> **The task**: From the first line to the last, write out the data below exactly.

> **Extracted material**:
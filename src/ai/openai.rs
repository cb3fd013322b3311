//! OpenAI-compatible chat-completions backend.
//!
//! Works with OpenAI itself, Gemini's OpenAI-compatible endpoint, and any
//! other server speaking the same request shape.

use async_trait::async_trait;
use reqwest::Client;
use serde::Deserialize;
use serde_json::{Value, json};
use tracing::debug;

use super::AiBackend;
use crate::config::{AiConfig, AiProvider};
use crate::conversation::{Role, Turn};
use crate::error::AiError;

const OPENAI_URL: &str = "https://api.openai.com/v1/chat/completions";
const GEMINI_URL: &str = "https://generativelanguage.googleapis.com/v1beta/openai/chat/completions";
const OPENAI_MODEL: &str = "gpt-4o-mini";
const GEMINI_MODEL: &str = "gemini-2.0-flash";

pub struct OpenAiCompatBackend {
    client: Client,
    provider: AiProvider,
    endpoint: String,
    model: String,
    api_key: Option<String>,
    system_prompt: String,
    max_tokens: u32,
}

#[derive(Debug, Deserialize)]
struct ChatResponse {
    #[serde(default)]
    choices: Vec<Choice>,
}

#[derive(Debug, Deserialize)]
struct Choice {
    message: ChoiceMessage,
}

#[derive(Debug, Deserialize)]
struct ChoiceMessage {
    #[serde(default)]
    content: Option<String>,
}

impl OpenAiCompatBackend {
    pub fn from_config(config: &AiConfig) -> Result<Self, AiError> {
        let client = Client::builder().timeout(config.timeout()).build()?;
        let (default_url, default_model) = match config.provider {
            AiProvider::OpenAi | AiProvider::Custom => (OPENAI_URL, OPENAI_MODEL),
            AiProvider::Gemini => (GEMINI_URL, GEMINI_MODEL),
        };
        Ok(Self {
            client,
            provider: config.provider,
            endpoint: config.endpoint.clone().unwrap_or_else(|| default_url.to_string()),
            model: config.model.clone().unwrap_or_else(|| default_model.to_string()),
            api_key: config.api_key.clone().filter(|k| !k.is_empty()),
            system_prompt: config.system_prompt.clone(),
            max_tokens: config.max_tokens,
        })
    }

    pub fn model(&self) -> &str {
        &self.model
    }

    pub fn endpoint(&self) -> &str {
        &self.endpoint
    }

    /// System prompt first, then history, then the new prompt.
    fn build_request(&self, prompt: &str, history: &[Turn]) -> Value {
        let mut messages = Vec::with_capacity(history.len() + 2);
        messages.push(json!({ "role": "system", "content": self.system_prompt }));
        for turn in history {
            let role = match turn.role {
                Role::User => "user",
                Role::Assistant => "assistant",
            };
            messages.push(json!({ "role": role, "content": turn.content }));
        }
        messages.push(json!({ "role": "user", "content": prompt }));

        json!({
            "model": self.model,
            "messages": messages,
            "max_tokens": self.max_tokens,
        })
    }
}

#[async_trait]
impl AiBackend for OpenAiCompatBackend {
    fn name(&self) -> &'static str {
        self.provider.as_str()
    }

    async fn generate(&self, prompt: &str, history: &[Turn]) -> Result<String, AiError> {
        // Custom endpoints are often local servers without auth.
        if self.api_key.is_none() && self.provider != AiProvider::Custom {
            return Err(AiError::MissingApiKey(self.provider.as_str()));
        }

        debug!(model = %self.model, endpoint = %self.endpoint, turns = history.len(), "Requesting completion");

        let mut request = self.client.post(&self.endpoint).json(&self.build_request(prompt, history));
        if let Some(key) = &self.api_key {
            request = request.bearer_auth(key);
        }

        let response = request.send().await?;
        let status = response.status();
        if !status.is_success() {
            let body = response.text().await.unwrap_or_default();
            return Err(AiError::Status {
                status: status.as_u16(),
                body,
            });
        }

        let parsed: ChatResponse = response.json().await?;
        parsed
            .choices
            .into_iter()
            .find_map(|c| c.message.content)
            .map(|text| text.trim().to_string())
            .filter(|text| !text.is_empty())
            .ok_or(AiError::EmptyResponse)
    }
}

#[cfg(test)]
mod tests {
    use super::*;
    use axum::{Json, Router, routing::post};

    fn config(provider: AiProvider, endpoint: Option<String>, key: Option<&str>) -> AiConfig {
        AiConfig {
            enabled: true,
            provider,
            api_key: key.map(str::to_string),
            endpoint,
            system_prompt: "be brief".into(),
            max_tokens: 42,
            ..AiConfig::default()
        }
    }

    /// Serves a fixed chat-completions reply that echoes the message count.
    async fn fake_server() -> String {
        async fn handler(Json(body): Json<Value>) -> Json<Value> {
            let count = body["messages"].as_array().map_or(0, Vec::len);
            let last = body["messages"][count - 1]["content"].as_str().unwrap_or("").to_string();
            Json(json!({
                "choices": [{ "message": { "role": "assistant", "content": format!(" {count}:{last} ") } }]
            }))
        }

        let listener = tokio::net::TcpListener::bind("127.0.0.1:0").await.unwrap();
        let addr = listener.local_addr().unwrap();
        let app = Router::new().route("/v1/chat/completions", post(handler));
        tokio::spawn(async move {
            let _ = axum::serve(listener, app).await;
        });
        format!("http://{addr}/v1/chat/completions")
    }

    #[test]
    fn provider_presets() {
        let gemini = OpenAiCompatBackend::from_config(&config(AiProvider::Gemini, None, Some("k"))).unwrap();
        assert_eq!(gemini.endpoint(), GEMINI_URL);
        assert_eq!(gemini.model(), GEMINI_MODEL);

        let openai = OpenAiCompatBackend::from_config(&config(AiProvider::OpenAi, None, Some("k"))).unwrap();
        assert_eq!(openai.endpoint(), OPENAI_URL);
    }

    #[test]
    fn request_puts_system_prompt_first() {
        let backend = OpenAiCompatBackend::from_config(&config(AiProvider::OpenAi, None, Some("k"))).unwrap();
        let body = backend.build_request("now", &[Turn::user("before"), Turn::assistant("reply")]);
        let messages = body["messages"].as_array().unwrap();
        assert_eq!(messages.len(), 4);
        assert_eq!(messages[0]["role"], "system");
        assert_eq!(messages[0]["content"], "be brief");
        assert_eq!(messages[2]["role"], "assistant");
        assert_eq!(messages[3]["content"], "now");
        assert_eq!(body["max_tokens"], 42);
    }

    #[tokio::test]
    async fn missing_key_fails_without_network() {
        let backend = OpenAiCompatBackend::from_config(&config(AiProvider::Gemini, None, None)).unwrap();
        let err = backend.generate("hi", &[]).await.unwrap_err();
        assert!(matches!(err, AiError::MissingApiKey("gemini")));
    }

    #[tokio::test]
    async fn talks_to_a_compatible_server() {
        let url = fake_server().await;
        let backend = OpenAiCompatBackend::from_config(&config(AiProvider::Custom, Some(url), None)).unwrap();
        let reply = backend.generate("ping", &[Turn::user("a"), Turn::assistant("b")]).await.unwrap();
        assert_eq!(reply, "4:ping");
    }

    #[tokio::test]
    async fn http_errors_carry_the_status() {
        let url = fake_server().await.replace("/v1/chat/completions", "/missing");
        let backend = OpenAiCompatBackend::from_config(&config(AiProvider::Custom, Some(url), None)).unwrap();
        let err = backend.generate("ping", &[]).await.unwrap_err();
        assert!(matches!(err, AiError::Status { status: 404, .. }));
    }
}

> **Response area**:
filename src/ai/openai.rs
repository cb3fd013322b3311
//! OpenAI-compatible chat-completions backend.
//!
//! Works with OpenAI itself, Gemini's OpenAI-compatible endpoint, and any
//! other server speaking the same request shape.

use async_trait::async_trait;
use reqwest::Client;
use serde::Deserialize;
use serde_json::{Value, json};
use tracing::debug;

use super::AiBackend;
use crate::config::{AiConfig, AiProvider};
use crate::conversation::{Role, Turn};
use crate::error::AiError;

const OPENAI_URL: &str = "https://api.openai.com/v1/chat/completions";
const GEMINI_URL: &str = "https://generativelanguage.googleapis.com/v1beta/openai/chat/completions";
const OPENAI_MODEL: &str = "gpt-4o-mini";
const GEMINI_MODEL: &str = "gemini-2.0-flash";

pub struct OpenAiCompatBackend {
    client: Client,
    provider: AiProvider,
    endpoint: String,
    model: String,
    api_key: Option<String>,
    system_prompt: String,
    max_tokens: u32,
}

#[derive(Debug, Deserialize)]
struct ChatResponse {
    #[serde(default)]
    choices: Vec<Choice>,
}

#[derive(Debug, Deserialize)]
struct Choice {
    message: ChoiceMessage,
}

#[derive(Debug, Deserialize)]
struct ChoiceMessage {
    #[serde(default)]
    content: Option<String>,
}

impl OpenAiCompatBackend {
    pub fn from_config(config: &AiConfig) -> Result<Self, AiError> {
        let client = Client::builder().timeout(config.timeout()).build()?;
        let (default_url, default_model) = match config.provider {
            AiProvider::OpenAi | AiProvider::Custom => (OPENAI_URL, OPENAI_MODEL),
            AiProvider::Gemini => (GEMINI_URL, GEMINI_MODEL),
        };
        Ok(Self {
            client,
            provider: config.provider,
            endpoint: config.endpoint.clone().unwrap_or_else(|| default_url.to_string()),
            model: config.model.clone().unwrap_or_else(|| default_model.to_string()),
            api_key: config.api_key.clone().filter(|k| !k.is_empty()),
            system_prompt: config.system_prompt.clone(),
            max_tokens: config.max_tokens,
        })
    }

    pub fn model(&self) -> &str {
        &self.model
    }

    pub fn endpoint(&self) -> &str {
        &self.endpoint
    }

    /// System prompt first, then history, then the new prompt.
    fn build_request(&self, prompt: &str, history: &[Turn]) -> Value {
        let mut messages = Vec::with_capacity(history.len() + 2);
        messages.push(json!({ "role": "system", "content": self.system_prompt }));
        for turn in history {
            let role = match turn.role {
                Role::User => "user",
                Role::Assistant => "assistant",
            };
            messages.push(json!({ "role": role, "content": turn.content }));
        }
        messages.push(json!({ "role": "user", "content": prompt }));

        json!({
            "model": self.model,
            "messages": messages,
            "max_tokens": self.max_tokens,
        })
    }
}

#[async_trait]
impl AiBackend for OpenAiCompatBackend {
    fn name(&self) -> &'static str {
        self.provider.as_str()
    }

    async fn generate(&self, prompt: &str, history: &[Turn]) -> Result<String, AiError> {
        // Custom endpoints are often local servers without auth.
        if self.api_key.is_none() && self.provider != AiProvider::Custom {
            return Err(AiError::MissingApiKey(self.provider.as_str()));
        }

        debug!(model = %self.model, endpoint = %self.endpoint, turns = history.len(), "Requesting completion");

        let mut request = self.client.post(&self.endpoint).json(&self.build_request(prompt, history));
        if let Some(key) = &self.api_key {
            request = request.bearer_auth(key);
        }

        let response = request.send().await?;
        let status = response.status();
        if !status.is_success() {
            let body = response.text().await.unwrap_or_default();
            return Err(AiError::Status {
                status: status.as_u16(),
                body,
            });
        }

        let parsed: ChatResponse = response.json().await?;
        parsed
            .choices
            .into_iter()
            .find_map(|c| c.message.content)
            .map(|text| text.trim().to_string())
            .filter(|text| !text.is_empty())
            .ok_or(AiError::EmptyResponse)
    }
}

#[cfg(test)]
mod tests {
    use super::*;
    use axum::{Json, Router, routing::post};

    fn config(provider: AiProvider, endpoint: Option<String>, key: Option<&str>) -> AiConfig {
        AiConfig {
            enabled: true,
            provider,
            api_key: key.map(str::to_string),
            endpoint,
            system_prompt: "be brief".into(),
            max_tokens: 42,
            ..AiConfig::default()
        }
    }

    /// Serves a fixed chat-completions reply that echoes the message count.
    async fn fake_server() -> String {
        async fn handler(Json(body): Json<Value>) -> Json<Value> {
            let count = body["messages"].as_array().map_or(0, Vec::len);
            let last = body["messages"][count - 1]["content"].as_str().unwrap_or("").to_string();
            Json(json!({
                "choices": [{ "message": { "role": "assistant", "content": format!(" {count}:{last} ") } }]
            }))
        }

        let listener = tokio::net::TcpListener::bind("127.0.0.1:0").await.unwrap();
        let addr = listener.local_addr().unwrap();
        let app = Router::new().route("/v1/chat/completions", post(handler));
        tokio::spawn(async move {
            let _ = axum::serve(listener, app).await;
        });
        format!("http://{addr}/v1/chat/completions")
    }

    #[test]
    fn provider_presets() {
        let gemini = OpenAiCompatBackend::from_config(&config(AiProvider::Gemini, None, Some("k"))).unwrap();
        assert_eq!(gemini.endpoint(), GEMINI_URL);
        assert_eq!(gemini.model(), GEMINI_MODEL);

        let openai = OpenAiCompatBackend::from_config(&config(AiProvider::OpenAi, None, Some("k"))).unwrap();
        assert_eq!(openai.endpoint(), OPENAI_URL);
    }

    #[test]
    fn request_puts_system_prompt_first() {
        let backend = OpenAiCompatBackend::from_config(&config(AiProvider::OpenAi, None, Some("k"))).unwrap();
        let body = backend.build_request("now", &[Turn::user("before"), Turn::assistant("reply")]);
        let messages = body["messages"].as_array().unwrap();
        assert_eq!(messages.len(), 4);
        assert_eq!(messages[0]["role"], "system");
        assert_eq!(messages[0]["content"], "be brief");
        assert_eq!(messages[2]["role"], "assistant");
        assert_eq!(messages[3]["content"], "now");
        assert_eq!(body["max_tokens"], 42);
    }

    #[tokio::test]
    async fn missing_key_fails_without_network() {
        let backend = OpenAiCompatBackend::from_config(&config(AiProvider::Gemini, None, None)).unwrap();
        let err = backend.generate("hi", &[]).await.unwrap_err();
        assert!(matches!(err, AiError::MissingApiKey("gemini")));
    }

    #[tokio::test]
    async fn talks_to_a_compatible_server() {
        let url = fake_server().await;
        let backend = OpenAiCompatBackend::from_config(&config(AiProvider::Custom, Some(url), None)).unwrap();
        let reply = backend.generate("ping", &[Turn::user("a"), Turn::assistant("b")]).await.unwrap();
        assert_eq!(reply, "4:ping");
    }

    #[tokio::test]
    async fn http_errors_carry_the_status() {
        let url = fake_server().await.replace("/v1/chat/completions", "/missing");
        let backend = OpenAiCompatBackend::from_config(&config(AiProvider::Custom, Some(url), None)).unwrap();
        let err = backend.generate("ping", &[]).await.unwrap_err();
        assert!(matches!(err, AiError::Status { status: 404, .. }));
    }
}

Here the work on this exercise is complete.